Add a wordcheck API
Suggested implementation: Assuming that wordcheck is integrated with the proofreading page, a number of functions would be needed:
Basic wordcheck function
this would need to identify the project so the project good and bad words could be used but would not need to identify the page or user. Send:
- a piece of text
- a set of languages
- a set of ad-hoc words (possibly empty).
Receive:
- An array of 'objects' each consists of a piece of text and a code indicating one of
- normal text
- WC_WORLD
- WC_SITE
- WC_PROJECT
- WC_PAGE
- punctuation
- text in 'wrong' language (code gives language)
- A list of uncommon scripts found
The client would use this information to construct the page to show to the user
Finalise wordcheck function
This would identify the project, page and user and invoke the save_wordcheck_event() function. If the user had previously entered wordcheck mode it would be called when the user saves the page as done, or possibly also as-in-progress. Sends the set of suggested ad-hoc words (possibly empty).
Get the set of languages with dictionaries.
The way it works now only WC_WORLD bad words are suggestible so we don't need to distinguish the others for the purpose of the API.
Where the same suggestible word occurs more than once on a page the client needs to know this. Does this affect the function above or not?
Regarding the 'finalise' or 'report' wordcheck function, a better plan could be to send the set of accepted words as part of the save and checkin functions. This would ensure an appropriate page state and user. The array could be empty. Not sending any array would indicate wordcheck had not been run. Or send another variable to indicate whether wordcheck had been run or not.

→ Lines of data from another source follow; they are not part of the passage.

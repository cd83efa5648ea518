//! Multi-channel notification dispatcher.
//!
//! A notification is persisted first, then each planned channel is attempted
//! independently under its own timeout. Outcomes are written back onto the
//! stored record and the user's private room receives a `notification`
//! event. Channel failures are recorded, never propagated.

use std::future::Future;
use std::sync::Arc;
use std::time::Duration;

use futures::future::join_all;
use serde::Serialize;
use tracing::{debug, error, info, warn};

use tidewatch_core::config::notification::NotificationsConfig;
use tidewatch_core::error::AppError;
use tidewatch_core::events::{EventKind, Room};
use tidewatch_core::result::AppResult;
use tidewatch_core::traits::{Clock, DeliveryFailure, EventPublisher, PushContent, Repository};
use tidewatch_core::types::UserId;
use tidewatch_database::repositories::{NotificationRepository, UserRepository};
use tidewatch_entity::notification::{
    Channel, ChannelDeliveries, Notification, NotificationPriority, OutboundMessage,
};
use tidewatch_entity::user::User;

use super::gateway::Gateways;
use super::rules::NotificationRules;

/// Counters returned by [`NotificationDispatcher::send_bulk`].
#[derive(Debug, Clone, Copy, Default, PartialEq, Eq, Serialize)]
pub struct BulkOutcome {
    /// Recipients handed in.
    pub attempted: usize,
    /// Notifications persisted.
    pub persisted: usize,
    /// Recipients that could not be notified.
    pub failed: usize,
    /// Batches processed.
    pub batches: usize,
}

/// Fans messages out to users over their opted-in channels.
#[derive(Clone)]
pub struct NotificationDispatcher {
    users: Arc<UserRepository>,
    notifications: Arc<NotificationRepository>,
    gateways: Gateways,
    rules: NotificationRules,
    publisher: Arc<dyn EventPublisher>,
    clock: Arc<dyn Clock>,
    batch_size: usize,
    batch_delay: Duration,
    channel_timeout: Duration,
}

impl std::fmt::Debug for NotificationDispatcher {
    fn fmt(&self, f: &mut std::fmt::Formatter<'_>) -> std::fmt::Result {
        f.debug_struct("NotificationDispatcher")
            .field("batch_size", &self.batch_size)
            .field("batch_delay", &self.batch_delay)
            .field("channel_timeout", &self.channel_timeout)
            .finish_non_exhaustive()
    }
}

impl NotificationDispatcher {
    /// Creates a dispatcher. Fails if `sms_min_priority` is not a priority name.
    pub fn new(
        users: Arc<UserRepository>,
        notifications: Arc<NotificationRepository>,
        gateways: Gateways,
        publisher: Arc<dyn EventPublisher>,
        clock: Arc<dyn Clock>,
        config: &NotificationsConfig,
    ) -> AppResult<Self> {
        let sms_min_priority = config
            .sms_min_priority
            .parse::<NotificationPriority>()
            .map_err(|e| AppError::configuration(format!("notifications.sms_min_priority: {e}")))?;
        let rules = NotificationRules::new(
            Arc::clone(&users),
            sms_min_priority,
            config.community_radius_km,
        );

        Ok(Self {
            users,
            notifications,
            gateways,
            rules,
            publisher,
            clock,
            batch_size: config.batch_size.max(1),
            batch_delay: Duration::from_millis(config.batch_delay_ms),
            channel_timeout: Duration::from_millis(config.channel_timeout_ms),
        })
    }

    /// Audience and channel rules used by this dispatcher.
    pub fn rules(&self) -> &NotificationRules {
        &self.rules
    }

    /// Deliver `message` to one user.
    ///
    /// Returns the stored notification with every channel outcome recorded.
    /// Only a failure to persist the notification is an error.
    pub async fn send_to_user(
        &self,
        user: &User,
        message: &OutboundMessage,
    ) -> AppResult<Notification> {
        let channels = self.rules.plan_channels(user, message.priority);
        let now = self.clock.now();
        let notification = Notification::new(
            user.id,
            message,
            ChannelDeliveries::planned(&channels),
            now,
        );
        let notification = self.notifications.create(&notification).await.map_err(|e| {
            error!(user_id = %user.id, error = %e, "Failed to persist notification");
            e
        })?;

        let (push, sms, email) = tokio::join!(
            self.attempt_push(user, message, channels.contains(&Channel::Push)),
            self.attempt_sms(user, message, channels.contains(&Channel::Sms)),
            self.attempt_email(user, message, channels.contains(&Channel::Email)),
        );

        let finished_at = self.clock.now();
        let outcomes = [
            (Channel::Push, push),
            (Channel::Sms, sms),
            (Channel::Email, email),
        ];
        let recorded = self
            .notifications
            .update_with(&notification.id, |n| {
                for (channel, outcome) in &outcomes {
                    match outcome {
                        Some(Ok(())) => n.channels.get_mut(*channel).mark_sent(finished_at),
                        Some(Err(reason)) => n.channels.get_mut(*channel).mark_failed(reason.clone()),
                        None => {}
                    }
                }
                Ok(())
            })
            .await;

        let notification = match recorded {
            Ok(((), stored)) => stored,
            Err(e) => {
                warn!(notification_id = %notification.id, error = %e, "Failed to record channel outcomes");
                notification
            }
        };

        debug!(
            notification_id = %notification.id,
            user_id = %user.id,
            sent = ?notification.channels.sent_channels(),
            "Notification dispatched"
        );

        match serde_json::to_value(&notification) {
            Ok(payload) => self
                .publisher
                .publish(&Room::User(user.id), EventKind::Notification, payload),
            Err(e) => warn!(error = %e, "Failed to serialize notification event"),
        }

        Ok(notification)
    }

    /// Look up a user and deliver `message` to them.
    pub async fn send_to_user_id(
        &self,
        user_id: &UserId,
        message: &OutboundMessage,
    ) -> AppResult<Notification> {
        let user = self
            .users
            .find_by_id(user_id)
            .await?
            .ok_or_else(|| AppError::not_found(format!("User {user_id} not found")))?;
        self.send_to_user(&user, message).await
    }

    /// Deliver `message` to many users in fixed-size batches.
    ///
    /// Batches run one after another with the configured delay between them;
    /// sends inside a batch run concurrently. A missing user counts as a
    /// failure. An unavailable store aborts the run.
    pub async fn send_bulk(
        &self,
        user_ids: &[UserId],
        message: &OutboundMessage,
    ) -> AppResult<BulkOutcome> {
        let mut outcome = BulkOutcome {
            attempted: user_ids.len(),
            ..BulkOutcome::default()
        };

        for (index, batch) in user_ids.chunks(self.batch_size).enumerate() {
            if index > 0 && !self.batch_delay.is_zero() {
                tokio::time::sleep(self.batch_delay).await;
            }

            let results = join_all(batch.iter().map(|id| self.send_to_user_id(id, message))).await;
            outcome.batches += 1;

            for result in results {
                match result {
                    Ok(_) => outcome.persisted += 1,
                    Err(e) if e.is_fatal() => return Err(e),
                    Err(e) => {
                        debug!(error = %e, "Bulk recipient skipped");
                        outcome.failed += 1;
                    }
                }
            }
        }

        info!(
            kind = %message.kind,
            attempted = outcome.attempted,
            persisted = outcome.persisted,
            failed = outcome.failed,
            batches = outcome.batches,
            "Bulk notification finished"
        );
        Ok(outcome)
    }

    async fn attempt_push(
        &self,
        user: &User,
        message: &OutboundMessage,
        requested: bool,
    ) -> Option<Result<(), String>> {
        if !requested {
            return None;
        }
        let Some(token) = user.device_token.as_deref() else {
            return Some(Err(DeliveryFailure::InvalidTarget("no device token".into()).to_string()));
        };
        let content = PushContent {
            title: message.title.clone(),
            body: message.body.clone(),
            data: serde_json::json!({
                "kind": message.kind,
                "priority": message.priority,
                "metadata": message.metadata,
            }),
        };
        Some(self.bounded(self.gateways.push.send_push(token, &content)).await)
    }

    async fn attempt_sms(
        &self,
        user: &User,
        message: &OutboundMessage,
        requested: bool,
    ) -> Option<Result<(), String>> {
        if !requested {
            return None;
        }
        let Some(number) = user.phone.as_deref() else {
            return Some(Err(DeliveryFailure::InvalidTarget("no phone number".into()).to_string()));
        };
        let text = format!("{}: {}", message.title, message.body);
        Some(self.bounded(self.gateways.sms.send_sms(number, &text)).await)
    }

    async fn attempt_email(
        &self,
        user: &User,
        message: &OutboundMessage,
        requested: bool,
    ) -> Option<Result<(), String>> {
        if !requested {
            return None;
        }
        if user.email.trim().is_empty() {
            return Some(Err(DeliveryFailure::InvalidTarget("no email address".into()).to_string()));
        }
        Some(
            self.bounded(
                self.gateways
                    .email
                    .send_email(&user.email, &message.title, &message.body),
            )
            .await,
        )
    }

    async fn bounded<F>(&self, call: F) -> Result<(), String>
    where
        F: Future<Output = Result<(), DeliveryFailure>>,
    {
        match tokio::time::timeout(self.channel_timeout, call).await {
            Ok(Ok(())) => Ok(()),
            Ok(Err(failure)) => Err(failure.to_string()),
            Err(_) => Err(DeliveryFailure::Timeout(self.channel_timeout.as_millis() as u64).to_string()),
        }
    }
}

#[cfg(test)]
mod tests {
    use super::*;
    use tidewatch_entity::notification::NotificationKind;
    use tidewatch_entity::user::NotificationPreferences;

    use crate::testing::{Behavior, Harness, coast};

    fn message(priority: NotificationPriority) -> OutboundMessage {
        OutboundMessage::new(NotificationKind::System, "Test", "Body").with_priority(priority)
    }

    #[tokio::test]
    async fn test_failing_push_does_not_block_email() {
        let h = Harness::new().await;
        let user = h.citizen("asha@example.org").await;
        *h.gateway.push.lock().unwrap() = Behavior::Fail;

        let n = h
            .services
            .dispatcher
            .send_to_user(&user, &message(NotificationPriority::Normal))
            .await
            .unwrap();

        assert_eq!(h.gateway.total_calls(), 2);
        assert_eq!(h.gateway.calls("push"), 1);
        assert_eq!(h.gateway.calls("email"), 1);
        assert!(n.channels.push.requested);
        assert!(!n.channels.push.sent);
        assert!(n.channels.push.error.as_deref().unwrap().contains("push down"));
        assert!(n.channels.email.sent);
        assert!(n.channels.email.sent_at.is_some());
        assert!(!n.channels.sms.requested);
    }

    #[tokio::test]
    async fn test_hanging_gateway_is_recorded_as_timeout() {
        let h = Harness::new().await;
        let user = h.citizen("hang@example.org").await;
        *h.gateway.email.lock().unwrap() = Behavior::Hang;

        let n = h
            .services
            .dispatcher
            .send_to_user(&user, &message(NotificationPriority::Normal))
            .await
            .unwrap();

        assert!(n.channels.push.sent);
        assert!(n.channels.email.error.as_deref().unwrap().contains("timed out"));
    }

    #[tokio::test]
    async fn test_missing_target_skips_gateway() {
        let h = Harness::new().await;
        let mut user = h.citizen("notoken@example.org").await;
        user.device_token = None;

        let n = h
            .services
            .dispatcher
            .send_to_user(&user, &message(NotificationPriority::Normal))
            .await
            .unwrap();

        assert_eq!(h.gateway.calls("push"), 0);
        assert!(n.channels.push.error.as_deref().unwrap().contains("invalid target"));
        assert!(n.channels.email.sent);
    }

    #[tokio::test]
    async fn test_emergency_ignores_sms_throttle() {
        let h = Harness::new().await;
        let all = NotificationPreferences {
            push: true,
            sms: true,
            email: true,
            community_reports: true,
        };
        let user = h.user_at("sms@example.org", coast(), all).await;

        h.services
            .dispatcher
            .send_to_user(&user, &message(NotificationPriority::Normal))
            .await
            .unwrap();
        assert_eq!(h.gateway.calls("sms"), 0);

        h.services
            .dispatcher
            .send_to_user(&user, &message(NotificationPriority::Emergency))
            .await
            .unwrap();
        assert_eq!(h.gateway.calls("sms"), 1);
    }

    #[tokio::test]
    async fn test_send_publishes_to_user_room() {
        let h = Harness::new().await;
        let user = h.citizen("room@example.org").await;
        h.services
            .dispatcher
            .send_to_user(&user, &message(NotificationPriority::Low))
            .await
            .unwrap();

        assert_eq!(
            h.publisher.rooms_for(EventKind::Notification),
            vec![Room::User(user.id)]
        );
        assert_eq!(h.db.notifications.count_unread(&user.id).await.unwrap(), 1);
    }

    #[tokio::test]
    async fn test_bulk_runs_in_batches_of_100() {
        let h = Harness::new().await;
        let mut ids = Vec::new();
        for i in 0..250 {
            ids.push(h.citizen(&format!("user{i}@example.org")).await.id);
        }

        let outcome = h
            .services
            .dispatcher
            .send_bulk(&ids, &message(NotificationPriority::Normal))
            .await
            .unwrap();

        assert_eq!(outcome.batches, 3);
        assert_eq!(outcome.persisted, 250);
        assert_eq!(outcome.failed, 0);
        assert_eq!(h.db.notifications.count().await.unwrap(), 250);
    }

    #[tokio::test]
    async fn test_bulk_counts_unknown_users_as_failed() {
        let h = Harness::new().await;
        let known = h.citizen("known@example.org").await.id;

        let outcome = h
            .services
            .dispatcher
            .send_bulk(&[known, UserId::new()], &message(NotificationPriority::Normal))
            .await
            .unwrap();

        assert_eq!(outcome.persisted, 1);
        assert_eq!(outcome.failed, 1);
    }

    #[tokio::test]
    async fn test_bulk_aborts_when_store_is_down() {
        let h = Harness::new().await;
        let id = h.citizen("down@example.org").await.id;
        h.db.set_available(false);

        let err = h
            .services
            .dispatcher
            .send_bulk(&[id], &message(NotificationPriority::Normal))
            .await
            .unwrap_err();
        assert!(err.is_fatal());
    }
}
//! Scheduled job configuration.

use serde::{Deserialize, Serialize};

/// Cron driver for the threat sweep and daily digest.
#[derive(Debug, Clone, Serialize, Deserialize)]
pub struct WorkerConfig {
    /// Whether the cron scheduler is started.
    #[serde(default = "default_true")]
    pub enabled: bool,
    /// Cron expression for the global threat sweep.
    #[serde(default = "default_sweep_schedule")]
    pub threat_sweep_schedule: String,
    /// Cron expression for the daily digest.
    #[serde(default = "default_digest_schedule")]
    pub daily_digest_schedule: String,
}

impl Default for WorkerConfig {
    fn default() -> Self {
        Self {
            enabled: default_true(),
            threat_sweep_schedule: default_sweep_schedule(),
            daily_digest_schedule: default_digest_schedule(),
        }
    }
}

fn default_true() -> bool {
    true
}

fn default_sweep_schedule() -> String {
    "0 */15 * * * *".to_string()
}

fn default_digest_schedule() -> String {
    "0 0 7 * * *".to_string()
}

Part of this was implemented in https://github.com/DistributedProofreaders/dproofreaders/pull/1379
As @cpeel said part of "Basic wordcheck function" and "Finalise wordcheck function" were implemented in #1379 though in a different way to what was suggested here.
The "Get the set of languages with dictionaries" part is in merge request #1406.
Another part is to get words with uncommon or perhaps multiple scripts. PR to follow.
Finalise wordcheck function
This would identify the project, page and user and invoke the save_wordcheck_event() function. If the user had previously entered wordcheck mode it would be called when the user saves the page as done, or possibly also as-in-progress. Sends the set of suggested ad-hoc words (possibly empty).
This use does not allow for the case where wordcheck was run and the user leaves the page without saving it (so it is still in the "out" state). It should rather be called when the user leaves the page.
@70ray - are there other WordCheck APIs we need?
@70ray - are there other WordCheck APIs we need?
I don't know if we need anything for words with uncommon scripts. Javascript can't easily do what php utf8_char_script() does, but if you know what scripts you are dealing with already then you can find the words with them. Perhaps we could have a way to find what scripts are possible from the Charsuites including any special characters for the particular project, then javascript could do whatever we think appropriate.